### YOUR INSTRUCTIONS
All lines from the one with "let restricted = dataset.restricted_to(&options.locales);" to the end of the listing below are to be transcribed exactly; both end lines are included, and no other lines are.

• • • •

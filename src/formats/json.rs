//! Structured key-value JSON: the canonical dataset shape serialized
//! directly, all locales embedded in one document.

use crate::{
    error::Error,
    types::{ParseOptions, SerializeOptions, SerializedOutput, TranslationDataset},
};

/// Parses a structured JSON document of the shape
/// `{ key: { translations, plurals?, tags?, description? } }`.
/// Malformed JSON or a schema mismatch (including unregistered locale codes)
/// is a hard parsing failure.
pub fn parse(content: &str, _options: &ParseOptions) -> Result<TranslationDataset, Error> {
    serde_json::from_str(content)
        .map_err(|e| Error::parsing_with("failed to parse JSON dataset", e))
}

/// Serializes the dataset as one pretty-printed JSON blob containing every
/// locale that is both present in the dataset and requested in
/// `options.locales`.
pub fn serialize(
    dataset: &TranslationDataset,
    options: &SerializeOptions,
) -> Result<SerializedOutput, Error> {
    let restricted = dataset.restricted_to(&options.locales);
    let blob = serde_json::to_string_pretty(&restricted)
        .map_err(|e| Error::serialization_with("failed to serialize JSON dataset", e))?;
    Ok(SerializedOutput::Blob(blob))
}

• • • •

### FINISHED TASK
    let restricted = dataset.restricted_to(&options.locales);
    let blob = serde_json::to_string_pretty(&restricted)
        .map_err(|e| Error::serialization_with("failed to serialize JSON dataset", e))?;
    Ok(SerializedOutput::Blob(blob))
}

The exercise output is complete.